Records drawn from a dataset
____

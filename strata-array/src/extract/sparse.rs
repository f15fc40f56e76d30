use std::ops::Range;

use hashbrown::HashMap;
use strata_dtype::{NativeElement, decode_elements, decode_positions};
use strata_error::{StrataResult, strata_bail};
use strata_io::{SparseComponent, read_ranges};

use crate::planner::BlockPlanner;
use crate::{AxisSelection, CscMatrix, DenseArray, ResolvedSelection, SparseSource};

/// Extracts selections of a CSC group.
///
/// Columns are planned in blocks of `column_block`: each block costs one `indptr` read, and the
/// `indices` and `data` spans of its columns are fetched with reads coalesced across gaps of up
/// to the coalescing window.
pub struct SparseCscExtractor<'a> {
    source: &'a SparseSource,
    column_block: usize,
    coalescing_window: Option<usize>,
}

impl<'a> SparseCscExtractor<'a> {
    /// An extractor over `source`. Without an explicit coalescing window the `data` handle's
    /// [`PerformanceHint`](strata_io::PerformanceHint) is used.
    pub fn new(
        source: &'a SparseSource,
        column_block: usize,
        coalescing_window: Option<usize>,
    ) -> Self {
        Self {
            source,
            column_block,
            coalescing_window,
        }
    }

    /// Read `selection` into a dense array, zero-filling unstored entries.
    pub fn extract_dense<T: NativeElement>(
        &self,
        selection: &ResolvedSelection,
    ) -> StrataResult<DenseArray<T>> {
        self.extract_sparse::<T>(selection)?.to_dense()
    }

    /// Read `selection` into compressed sparse columns.
    ///
    /// Output columns follow the requested column order, repeats included. Within a column the
    /// output rows are ascending; a repeated requested row yields one entry per occurrence.
    #[cfg_attr(feature = "tracing", tracing::instrument(level = "debug", skip_all))]
    pub fn extract_sparse<T: NativeElement>(
        &self,
        selection: &ResolvedSelection,
    ) -> StrataResult<CscMatrix<T>> {
        if T::KIND != self.source.element_kind() {
            strata_bail!(MismatchedTypes: T::KIND, self.source.element_kind());
        }
        if selection.root_shape() != self.source.shape() {
            strata_bail!(
                ShapeMismatch: "selection over shape {} applied to a sparse matrix of shape {}",
                selection.root_shape(),
                self.source.shape()
            );
        }
        let nnz = self.source.checked_nnz()?;

        let (nrows, ncols) = (self.source.shape()[0], self.source.shape()[1]);
        let [rows, cols] = selection.axes() else {
            strata_bail!(
                UnsupportedLayout: "sparse extraction needs 2 dimensions, got {}",
                selection.ndim()
            );
        };
        let lookup = RowLookup::new(rows, nrows);
        let out_rows = rows.len(nrows);

        let indptr_kind = self.source.component(SparseComponent::Indptr)?.element_kind();
        let indices_ds = self.source.component(SparseComponent::Indices)?;
        let data_ds = self.source.component(SparseComponent::Data)?;
        let window = self
            .coalescing_window
            .unwrap_or_else(|| data_ds.performance_hint().coalescing_window());

        let plan = BlockPlanner::plan_axis(cols, ncols, self.column_block);
        log::debug!(
            "extracting {} of {} columns in {} blocks, coalescing window {}",
            plan.len(),
            ncols,
            plan.blocks().len(),
            window
        );

        let mut columns: Vec<Vec<(usize, T)>> = vec![Vec::new(); plan.len()];
        for block in plan.blocks() {
            let span = block.span();
            let ptr = decode_positions(
                indptr_kind,
                &self
                    .source
                    .group()
                    .read_range(SparseComponent::Indptr, span.start..span.end + 1)?,
            )?;
            if ptr.len() != span.len() + 1 {
                strata_bail!(
                    ShapeMismatch: "read {} indptr entries for {} columns",
                    ptr.len(),
                    span.len()
                );
            }

            let spans = block
                .picks()
                .iter()
                .map(|(_, offset)| value_span(&ptr, *offset, nnz))
                .collect::<StrataResult<Vec<Range<usize>>>>()?;
            let indices = read_ranges(indices_ds, &spans, window)?;
            let data = read_ranges(data_ds, &spans, window)?;

            for (((out_col, _), index_bytes), data_bytes) in
                block.picks().iter().zip(&indices).zip(&data)
            {
                let stored_rows = decode_positions(indices_ds.element_kind(), index_bytes)?;
                let values = decode_elements::<T>(data_ds.element_kind(), data_bytes)?;
                if stored_rows.len() != values.len() {
                    strata_bail!(
                        ShapeMismatch: "read {} row indices but {} values for one column",
                        stored_rows.len(),
                        values.len()
                    );
                }

                let entries = &mut columns[*out_col];
                for (row, value) in stored_rows.into_iter().zip(values) {
                    if row >= nrows {
                        strata_bail!(IndexOutOfRange: 0, row, nrows);
                    }
                    lookup.for_each_output(row, |out_row| entries.push((out_row, value)));
                }
                entries.sort_by_key(|(out_row, _)| *out_row);
            }
        }

        let mut csc = CscMatrix::with_rows(out_rows);
        for entries in columns {
            csc.push_column(entries);
        }
        Ok(csc)
    }
}

/// The `indices`/`data` span of the column at `offset` within a block's `indptr` read.
fn value_span(ptr: &[usize], offset: usize, nnz: usize) -> StrataResult<Range<usize>> {
    let (start, end) = (ptr[offset], ptr[offset + 1]);
    if start > end || end > nnz {
        strata_bail!(
            ShapeMismatch: "indptr span {}..{} is invalid for {} stored values",
            start,
            end,
            nnz
        );
    }
    Ok(start..end)
}

/// Maps an absolute row to the output rows that request it.
enum RowLookup {
    Contiguous(Range<usize>),
    Scattered(HashMap<usize, Vec<usize>>),
}

impl RowLookup {
    fn new(rows: &AxisSelection, nrows: usize) -> Self {
        if let Some(range) = rows.as_contiguous(nrows) {
            return Self::Contiguous(range);
        }
        let mut outputs: HashMap<usize, Vec<usize>> = HashMap::new();
        for (out_row, row) in rows.positions(nrows).enumerate() {
            outputs.entry(row).or_default().push(out_row);
        }
        Self::Scattered(outputs)
    }

    fn for_each_output(&self, row: usize, mut f: impl FnMut(usize)) {
        match self {
            Self::Contiguous(range) => {
                if range.contains(&row) {
                    f(row - range.start);
                }
            }
            Self::Scattered(outputs) => {
                if let Some(out_rows) = outputs.get(&row) {
                    out_rows.iter().copied().for_each(f);
                }
            }
        }
    }
}

#[cfg(test)]
mod tests {
    use std::sync::Arc;

    use rstest::rstest;
    use strata_error::StrataError;
    use strata_io::{InMemoryGroup, InstrumentedGroup};
    use strata_metrics::StrataMetrics;

    use super::*;
    use crate::LazyArray;

    // 5 x 4
    // [[1, 0, 0, 6],
    //  [0, 3, 0, 0],
    //  [0, 4, 0, 0],
    //  [2, 0, 0, 0],
    //  [0, 5, 0, 7]]
    fn group() -> InMemoryGroup {
        InMemoryGroup::from_csc(
            5,
            4,
            &[0, 2, 5, 5, 7],
            &[0, 3, 1, 2, 4, 0, 4],
            &[1.0f64, 2.0, 3.0, 4.0, 5.0, 6.0, 7.0],
        )
    }

    fn source(array: &LazyArray) -> &SparseSource {
        let LazyArray::Sparse(source) = array else {
            unreachable!()
        };
        source
    }

    fn select(array: &LazyArray, rows: AxisSelection, cols: AxisSelection) -> ResolvedSelection {
        ResolvedSelection::full(array.shape().clone())
            .compose(&[rows, cols])
            .unwrap()
    }

    #[rstest]
    #[case(1)]
    #[case(2)]
    #[case(4)]
    fn duplicate_rows_and_columns(#[case] column_block: usize) {
        let array = LazyArray::try_new_sparse(group()).unwrap();
        let selection = select(
            &array,
            AxisSelection::from([4, 0, 0, 2]),
            AxisSelection::from([3, 1, 3]),
        );
        let extractor = SparseCscExtractor::new(source(&array), column_block, None);

        let csc = extractor.extract_sparse::<f64>(&selection).unwrap();
        assert_eq!(csc.shape().dims(), &[4, 3]);
        assert_eq!(csc.indptr(), &[0, 3, 5, 8]);
        assert_eq!(csc.indices(), &[0, 1, 2, 0, 3, 0, 1, 2]);
        assert_eq!(csc.data(), &[7.0, 6.0, 6.0, 5.0, 4.0, 7.0, 6.0, 6.0]);

        let dense = extractor.extract_dense::<f64>(&selection).unwrap();
        assert_eq!(
            dense.values(),
            &[7.0, 6.0, 6.0, 0.0, 5.0, 0.0, 0.0, 4.0, 7.0, 6.0, 6.0, 0.0]
        );
    }

    #[test]
    fn contiguous_rows() {
        let array = LazyArray::try_new_sparse(group()).unwrap();
        let selection = select(&array, AxisSelection::Slice(1..5), AxisSelection::Full);
        let csc = SparseCscExtractor::new(source(&array), 1024, None)
            .extract_sparse::<f64>(&selection)
            .unwrap();
        assert_eq!(csc.indptr(), &[0, 1, 4, 4, 5]);
        assert_eq!(csc.indices(), &[2, 0, 1, 3, 3]);
        assert_eq!(csc.data(), &[2.0, 3.0, 4.0, 5.0, 7.0]);
    }

    #[test]
    fn reads_are_coalesced() {
        let metrics = Arc::new(StrataMetrics::default());
        let array =
            LazyArray::try_new_sparse(InstrumentedGroup::new(group(), metrics.clone())).unwrap();
        let opened = metrics.read_stats().reads;
        let selection = select(&array, AxisSelection::Full, AxisSelection::from([0, 3]));

        SparseCscExtractor::new(source(&array), 4, Some(16))
            .extract_sparse::<f64>(&selection)
            .unwrap();
        // one indptr read, then one read each for indices and data
        assert_eq!(metrics.read_stats().reads - opened, 3);

        let before = metrics.read_stats().reads;
        SparseCscExtractor::new(source(&array), 4, Some(0))
            .extract_sparse::<f64>(&selection)
            .unwrap();
        assert_eq!(metrics.read_stats().reads - before, 5);
    }

    #[test]
    fn broken_triple_reads_nothing() {
        let metrics = Arc::new(StrataMetrics::default());
        // indptr is one entry short for 4 columns
        let broken = InMemoryGroup::from_csc(
            5,
            4,
            &[0, 2, 5, 7],
            &[0, 3, 1, 2, 4, 0, 4],
            &[1.0f64, 2.0, 3.0, 4.0, 5.0, 6.0, 7.0],
        );
        let array = LazyArray::try_new_sparse(InstrumentedGroup::new(broken, metrics.clone()))
            .unwrap();
        let opened = metrics.read_stats().reads;
        let err = SparseCscExtractor::new(source(&array), 4, None)
            .extract_sparse::<f64>(&ResolvedSelection::full(array.shape().clone()))
            .unwrap_err();
        assert!(matches!(err, StrataError::ShapeMismatch(_)));
        assert_eq!(metrics.read_stats().reads, opened);
    }

    #[test]
    fn wrong_value_type() {
        let array = LazyArray::try_new_sparse(group()).unwrap();
        let err = SparseCscExtractor::new(source(&array), 4, None)
            .extract_sparse::<f32>(&ResolvedSelection::full(array.shape().clone()))
            .unwrap_err();
        assert!(matches!(err, StrataError::MismatchedTypes { .. }));
    }

    #[test]
    fn empty_selection() {
        let array = LazyArray::try_new_sparse(group()).unwrap();
        let selection = select(&array, AxisSelection::from(Vec::new()), AxisSelection::from([1]));
        let csc = SparseCscExtractor::new(source(&array), 4, None)
            .extract_sparse::<f64>(&selection)
            .unwrap();
        assert_eq!(csc.shape().dims(), &[0, 1]);
        assert_eq!(csc.nnz(), 0);
    }
}
//! Block-wise materialization of resolved selections.

pub use dense::*;
pub use sparse::*;

mod dense;
mod sparse;
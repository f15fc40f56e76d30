//! Storage handles for Strata.
//!
//! The container format itself (opening files, resolving dataset paths, decompressing chunks) is
//! provided by an external storage engine. This crate defines the narrow contract Strata
//! consumes from it, [`DatasetHandle`] and [`GroupHandle`], together with in-memory
//! implementations and adapters that record or inject failures into reads.

pub use failing::*;
pub use handle::*;
pub use instrumented::*;
pub use memory::*;
pub use read_ranges::*;

mod failing;
mod handle;
mod instrumented;
mod memory;
mod read_ranges;
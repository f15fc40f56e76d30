use strata_dtype::{NativeElement, Shape};
use strata_error::{StrataResult, strata_bail};

/// A fully materialized array.
///
/// Values are stored with the first axis varying fastest, which is the on-disk row-major order
/// read back in caller axis order.
#[derive(Debug, Clone, PartialEq, Eq)]
pub struct DenseArray<T> {
    shape: Shape,
    values: Vec<T>,
}

impl<T: NativeElement> DenseArray<T> {
    /// Wrap `values`, laid out first axis fastest, as an array of `shape`.
    pub fn try_new(shape: impl Into<Shape>, values: Vec<T>) -> StrataResult<Self> {
        let shape = shape.into();
        if shape.checked_len() != Some(values.len()) {
            strata_bail!(
                ShapeMismatch: "{} values cannot fill an array of shape {}",
                values.len(),
                shape
            );
        }
        Ok(Self { shape, values })
    }

    pub(crate) fn zeros(shape: Shape) -> StrataResult<Self> {
        let Some(len) = shape.checked_len() else {
            strata_bail!("array of shape {} is too large to materialize", shape);
        };
        Ok(Self {
            shape,
            values: vec![T::zero(); len],
        })
    }

    /// The extents, in caller order.
    pub fn shape(&self) -> &Shape {
        &self.shape
    }

    /// The number of dimensions.
    pub fn ndim(&self) -> usize {
        self.shape.ndim()
    }

    /// The number of elements.
    pub fn len(&self) -> usize {
        self.values.len()
    }

    /// Whether the array holds no element.
    pub fn is_empty(&self) -> bool {
        self.values.is_empty()
    }

    /// All values, first axis fastest.
    pub fn values(&self) -> &[T] {
        &self.values
    }

    pub(crate) fn values_mut(&mut self) -> &mut [T] {
        &mut self.values
    }

    /// Unwrap into the value buffer, first axis fastest.
    pub fn into_values(self) -> Vec<T> {
        self.values
    }

    /// The position of `coords` in [`values`](Self::values), if it is in bounds.
    pub fn offset(&self, coords: &[usize]) -> Option<usize> {
        if coords.len() != self.shape.ndim() {
            return None;
        }
        let mut offset = 0;
        let mut stride = 1;
        for (c, extent) in coords.iter().zip(self.shape.iter()) {
            if c >= extent {
                return None;
            }
            offset += c * stride;
            stride *= extent;
        }
        Some(offset)
    }

    /// The value at `coords`, if it is in bounds.
    pub fn get(&self, coords: &[usize]) -> Option<T> {
        self.offset(coords).map(|o| self.values[o])
    }

    /// The number of non-zero values.
    pub fn count_nonzero(&self) -> usize {
        self.values.iter().filter(|v| !v.is_zero()).count()
    }
}

#[cfg(test)]
mod tests {
    use super::*;

    #[test]
    fn first_axis_fastest() {
        // 2 x 3, value = 10 * row + col
        let array = DenseArray::try_new([2, 3], vec![0i64, 10, 1, 11, 2, 12]).unwrap();
        assert_eq!(array.get(&[1, 2]), Some(12));
        assert_eq!(array.get(&[0, 1]), Some(1));
        assert_eq!(array.get(&[2, 0]), None);
        assert_eq!(array.get(&[0]), None);
        assert_eq!(array.offset(&[1, 1]), Some(3));
        assert_eq!(array.count_nonzero(), 5);
    }

    #[test]
    fn length_must_match_shape() {
        assert!(DenseArray::try_new([2, 2], vec![1.0f32; 3]).is_err());
        let empty = DenseArray::<u8>::try_new([0, 4], Vec::new()).unwrap();
        assert!(empty.is_empty());
    }
}
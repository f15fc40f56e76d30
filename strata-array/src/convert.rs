use itertools::Itertools;
use strata_dtype::NativeElement;
use strata_error::{StrataResult, strata_err};

use crate::{
    AxisSelection, CscMatrix, DenseArray, DenseExtractor, ExtractOptions, LazyArray,
    ResolvedSelection, SparseCscExtractor, ViewArena, ViewId,
};

impl LazyArray {
    /// Materialize `selection` densely, dispatching on the storage layout.
    pub fn extract_dense<T: NativeElement>(
        &self,
        selection: &ResolvedSelection,
        options: &ExtractOptions,
    ) -> StrataResult<DenseArray<T>> {
        let block_shape = options.resolve_block_shape(self)?;
        match self {
            Self::Dense(source) => DenseExtractor::new(source, block_shape).extract(selection),
            Self::Sparse(source) => {
                SparseCscExtractor::new(source, column_block(&block_shape), options.coalescing_window())
                    .extract_dense(selection)
            }
        }
    }

    /// Materialize `selection` as compressed sparse columns, dispatching on the storage layout.
    ///
    /// Dense storage is read in column groups and its zeros dropped; no sparsity check is made.
    /// Fails with `UnsupportedLayout` unless the array has two dimensions.
    pub fn extract_sparse<T: NativeElement>(
        &self,
        selection: &ResolvedSelection,
        options: &ExtractOptions,
    ) -> StrataResult<CscMatrix<T>> {
        if self.ndim() != 2 {
            return Err(strata_err!(
                UnsupportedLayout: "sparse extraction needs 2 dimensions, got {}",
                self.ndim()
            ));
        }
        let block_shape = options.resolve_block_shape(self)?;
        match self {
            Self::Dense(source) => {
                DenseExtractor::new(source, block_shape).extract_sparse(selection)
            }
            Self::Sparse(source) => {
                SparseCscExtractor::new(source, column_block(&block_shape), options.coalescing_window())
                    .extract_sparse(selection)
            }
        }
    }

    /// Materialize the whole array densely.
    pub fn to_dense<T: NativeElement>(&self) -> StrataResult<DenseArray<T>> {
        self.extract_dense(
            &ResolvedSelection::full(self.shape().clone()),
            &ExtractOptions::default(),
        )
    }

    /// Materialize the whole array as compressed sparse columns.
    pub fn to_sparse<T: NativeElement>(&self) -> StrataResult<CscMatrix<T>> {
        self.extract_sparse(
            &ResolvedSelection::full(self.shape().clone()),
            &ExtractOptions::default(),
        )
    }
}

fn column_block(block_shape: &[usize]) -> usize {
    block_shape.get(1).copied().unwrap_or(1)
}

impl ViewArena {
    /// Materialize a view densely.
    pub fn extract_dense<T: NativeElement>(
        &self,
        view: ViewId,
        options: &ExtractOptions,
    ) -> StrataResult<DenseArray<T>> {
        self.array().extract_dense(&self.resolve(view)?, options)
    }

    /// Materialize `selections` taken out of a view densely, without adding a view to the tree.
    pub fn extract_dense_with<T: NativeElement>(
        &self,
        view: ViewId,
        selections: &[AxisSelection],
        options: &ExtractOptions,
    ) -> StrataResult<DenseArray<T>> {
        self.array()
            .extract_dense(&self.resolve_with(view, selections)?, options)
    }

    /// Materialize a two-dimensional view as compressed sparse columns.
    pub fn extract_sparse<T: NativeElement>(
        &self,
        view: ViewId,
        options: &ExtractOptions,
    ) -> StrataResult<CscMatrix<T>> {
        self.array().extract_sparse(&self.resolve(view)?, options)
    }

    /// Materialize `selections` taken out of a two-dimensional view as compressed sparse
    /// columns, without adding a view to the tree.
    pub fn extract_sparse_with<T: NativeElement>(
        &self,
        view: ViewId,
        selections: &[AxisSelection],
        options: &ExtractOptions,
    ) -> StrataResult<CscMatrix<T>> {
        self.array()
            .extract_sparse(&self.resolve_with(view, selections)?, options)
    }

    /// Materialize a whole view densely with default options.
    pub fn to_dense<T: NativeElement>(&self, view: ViewId) -> StrataResult<DenseArray<T>> {
        self.extract_dense(view, &ExtractOptions::default())
    }

    /// Materialize a whole two-dimensional view as compressed sparse columns with default
    /// options.
    pub fn to_sparse<T: NativeElement>(&self, view: ViewId) -> StrataResult<CscMatrix<T>> {
        self.extract_sparse(view, &ExtractOptions::default())
    }

    /// Read the single element of a view at `coords`.
    pub fn get<T: NativeElement>(&self, view: ViewId, coords: &[usize]) -> StrataResult<T> {
        let selections = coords.iter().map(|c| AxisSelection::Scalar(*c)).collect_vec();
        self.extract_dense_with::<T>(view, &selections, &ExtractOptions::default())?
            .values()
            .first()
            .copied()
            .ok_or_else(|| strata_err!("no element at ({})", coords.iter().join(", ")))
    }
}
use std::iter;

use strata_dtype::{NativeElement, Shape};
use strata_error::{StrataResult, strata_bail};

use crate::DenseArray;

/// A sparse matrix in compressed sparse column form.
///
/// Column `c` holds the entries `indices[indptr[c]..indptr[c + 1]]` and
/// `data[indptr[c]..indptr[c + 1]]`. Row indices are ascending within each column.
#[derive(Debug, Clone, PartialEq, Eq)]
pub struct CscMatrix<T> {
    nrows: usize,
    ncols: usize,
    indptr: Vec<usize>,
    indices: Vec<usize>,
    data: Vec<T>,
}

impl<T: NativeElement> CscMatrix<T> {
    /// Build a matrix from a CSC triple, checking every structural invariant.
    pub fn try_new(
        nrows: usize,
        ncols: usize,
        indptr: Vec<usize>,
        indices: Vec<usize>,
        data: Vec<T>,
    ) -> StrataResult<Self> {
        if indptr.len().checked_sub(1) != Some(ncols) {
            strata_bail!(
                ShapeMismatch: "indptr has {} entries, expected one more than {} columns",
                indptr.len(),
                ncols
            );
        }
        if indices.len() != data.len() {
            strata_bail!(
                ShapeMismatch: "{} indices but {} data values",
                indices.len(),
                data.len()
            );
        }
        if indptr.first() != Some(&0) || indptr.last() != Some(&data.len()) {
            strata_bail!(
                ShapeMismatch: "indptr must run from 0 to {}",
                data.len()
            );
        }
        if let Some(c) = indptr.windows(2).position(|w| w[0] > w[1]) {
            strata_bail!(ShapeMismatch: "indptr decreases at column {}", c);
        }
        for (c, bounds) in indptr.windows(2).enumerate() {
            let rows = &indices[bounds[0]..bounds[1]];
            if rows.windows(2).any(|w| w[0] >= w[1]) {
                strata_bail!("rows of column {} are not strictly ascending", c);
            }
            if let Some(row) = rows.last().filter(|r| **r >= nrows) {
                strata_bail!(IndexOutOfRange: 0, *row, nrows);
            }
        }
        Ok(Self {
            nrows,
            ncols,
            indptr,
            indices,
            data,
        })
    }

    /// A matrix with `nrows` rows and no columns yet.
    pub(crate) fn with_rows(nrows: usize) -> Self {
        Self {
            nrows,
            ncols: 0,
            indptr: vec![0],
            indices: Vec::new(),
            data: Vec::new(),
        }
    }

    /// Append one column given as `(row, value)` pairs with strictly ascending rows.
    pub(crate) fn push_column(&mut self, entries: impl IntoIterator<Item = (usize, T)>) {
        for (row, value) in entries {
            self.indices.push(row);
            self.data.push(value);
        }
        self.indptr.push(self.data.len());
        self.ncols += 1;
    }

    /// Append every column of `other`, which must have the same number of rows.
    pub(crate) fn append_columns(&mut self, other: &CscMatrix<T>) {
        let base = self.data.len();
        self.indices.extend_from_slice(&other.indices);
        self.data.extend_from_slice(&other.data);
        self.indptr
            .extend(other.indptr.iter().skip(1).map(|p| base + p));
        self.ncols += other.ncols;
    }

    /// Compress a two-dimensional dense array, dropping zero values.
    pub fn from_dense(dense: &DenseArray<T>) -> StrataResult<Self> {
        let &[nrows, ncols] = dense.shape().dims() else {
            strata_bail!(
                UnsupportedLayout: "compressed sparse columns need 2 dimensions, got {}",
                dense.ndim()
            );
        };
        let mut csc = Self::with_rows(nrows);
        if nrows == 0 {
            for _ in 0..ncols {
                csc.push_column(iter::empty());
            }
            return Ok(csc);
        }
        for column in dense.values().chunks_exact(nrows) {
            csc.push_column(
                column
                    .iter()
                    .enumerate()
                    .filter(|(_, v)| !v.is_zero())
                    .map(|(row, v)| (row, *v)),
            );
        }
        Ok(csc)
    }

    /// Expand into a dense array, filling absent entries with zero.
    pub fn to_dense(&self) -> StrataResult<DenseArray<T>> {
        let mut dense = DenseArray::zeros(self.shape())?;
        let values = dense.values_mut();
        for (row, col, value) in self.iter() {
            values[col * self.nrows + row] = value;
        }
        Ok(dense)
    }

    /// `(rows, cols)`.
    pub fn shape(&self) -> Shape {
        Shape::from([self.nrows, self.ncols])
    }

    /// The number of rows.
    pub fn nrows(&self) -> usize {
        self.nrows
    }

    /// The number of columns.
    pub fn ncols(&self) -> usize {
        self.ncols
    }

    /// The number of stored entries.
    pub fn nnz(&self) -> usize {
        self.data.len()
    }

    /// Column offsets into [`indices`](Self::indices) and [`data`](Self::data).
    pub fn indptr(&self) -> &[usize] {
        &self.indptr
    }

    /// The row of each stored entry.
    pub fn indices(&self) -> &[usize] {
        &self.indices
    }

    /// The value of each stored entry.
    pub fn data(&self) -> &[T] {
        &self.data
    }

    /// The rows and values stored in column `col`.
    pub fn column(&self, col: usize) -> Option<(&[usize], &[T])> {
        let start = *self.indptr.get(col)?;
        let end = *self.indptr.get(col + 1)?;
        Some((&self.indices[start..end], &self.data[start..end]))
    }

    /// The value at `(row, col)`, zero if not stored, `None` if out of bounds.
    pub fn get(&self, row: usize, col: usize) -> Option<T> {
        if row >= self.nrows {
            return None;
        }
        let (rows, values) = self.column(col)?;
        Some(
            rows.binary_search(&row)
                .map_or_else(|_| T::zero(), |i| values[i]),
        )
    }

    /// Iterate `(row, col, value)` for every stored entry in column-major order.
    pub fn iter(&self) -> impl Iterator<Item = (usize, usize, T)> + '_ {
        (0..self.ncols).flat_map(move |col| {
            let range = self.indptr[col]..self.indptr[col + 1];
            self.indices[range.clone()]
                .iter()
                .zip(&self.data[range])
                .map(move |(row, value)| (*row, col, *value))
        })
    }
}

#[cfg(test)]
mod tests {
    use strata_error::StrataError;

    use super::*;

    fn sample() -> CscMatrix<f64> {
        // [[1, 0, 0],
        //  [0, 0, 3],
        //  [2, 0, 4]]
        CscMatrix::try_new(3, 3, vec![0, 2, 2, 4], vec![0, 2, 1, 2], vec![1.0, 2.0, 3.0, 4.0])
            .unwrap()
    }

    #[test]
    fn element_access() {
        let m = sample();
        assert_eq!(m.get(2, 0), Some(2.0));
        assert_eq!(m.get(1, 1), Some(0.0));
        assert_eq!(m.get(3, 0), None);
        assert_eq!(m.get(0, 3), None);
        assert_eq!(m.column(2), Some((&[1usize, 2][..], &[3.0, 4.0][..])));
    }

    #[test]
    fn dense_round_trip() {
        let m = sample();
        let dense = m.to_dense().unwrap();
        assert_eq!(
            dense.values(),
            &[1.0, 0.0, 2.0, 0.0, 0.0, 0.0, 0.0, 3.0, 4.0]
        );
        assert_eq!(CscMatrix::from_dense(&dense).unwrap(), m);
    }

    #[test]
    fn invariants_are_checked() {
        let err = CscMatrix::try_new(3, 2, vec![0, 1], vec![0], vec![1u8]).unwrap_err();
        assert!(matches!(err, StrataError::ShapeMismatch(_)));
        let err = CscMatrix::try_new(3, 1, vec![0, 2], vec![0], vec![1u8, 2]).unwrap_err();
        assert!(matches!(err, StrataError::ShapeMismatch(_)));
        let err = CscMatrix::try_new(3, 1, vec![0, 1], vec![3], vec![1u8]).unwrap_err();
        assert!(matches!(err, StrataError::IndexOutOfRange { .. }));
        let err = CscMatrix::try_new(3, 1, vec![0, 2], vec![2, 1], vec![1u8, 2]).unwrap_err();
        assert!(matches!(err, StrataError::InvalidArgument(_)));
    }

    #[test]
    fn overflowing_column_count_is_a_shape_mismatch() {
        let err = CscMatrix::<f64>::try_new(2, usize::MAX, vec![0], vec![], vec![]).unwrap_err();
        assert!(matches!(err, StrataError::ShapeMismatch(_)));
    }

    #[test]
    fn append_columns_rebases_offsets() {
        let mut m = CscMatrix::<f64>::with_rows(3);
        m.push_column([(1, 5.0)]);
        m.append_columns(&sample());
        assert_eq!(m.ncols(), 4);
        assert_eq!(m.indptr(), &[0, 1, 3, 3, 5]);
        assert_eq!(m.get(2, 3), Some(4.0));
        assert_eq!(m.iter().count(), 5);
    }

    #[test]
    fn three_dimensions_cannot_compress() {
        let dense = DenseArray::try_new([1, 1, 1], vec![1i8]).unwrap();
        assert!(matches!(
            CscMatrix::from_dense(&dense).unwrap_err(),
            StrataError::UnsupportedLayout(_)
        ));
    }
}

____

Out of the records above, pull each line containing the word "picks".

                .picks()
                block.picks().iter().zip(&indices).zip(&data)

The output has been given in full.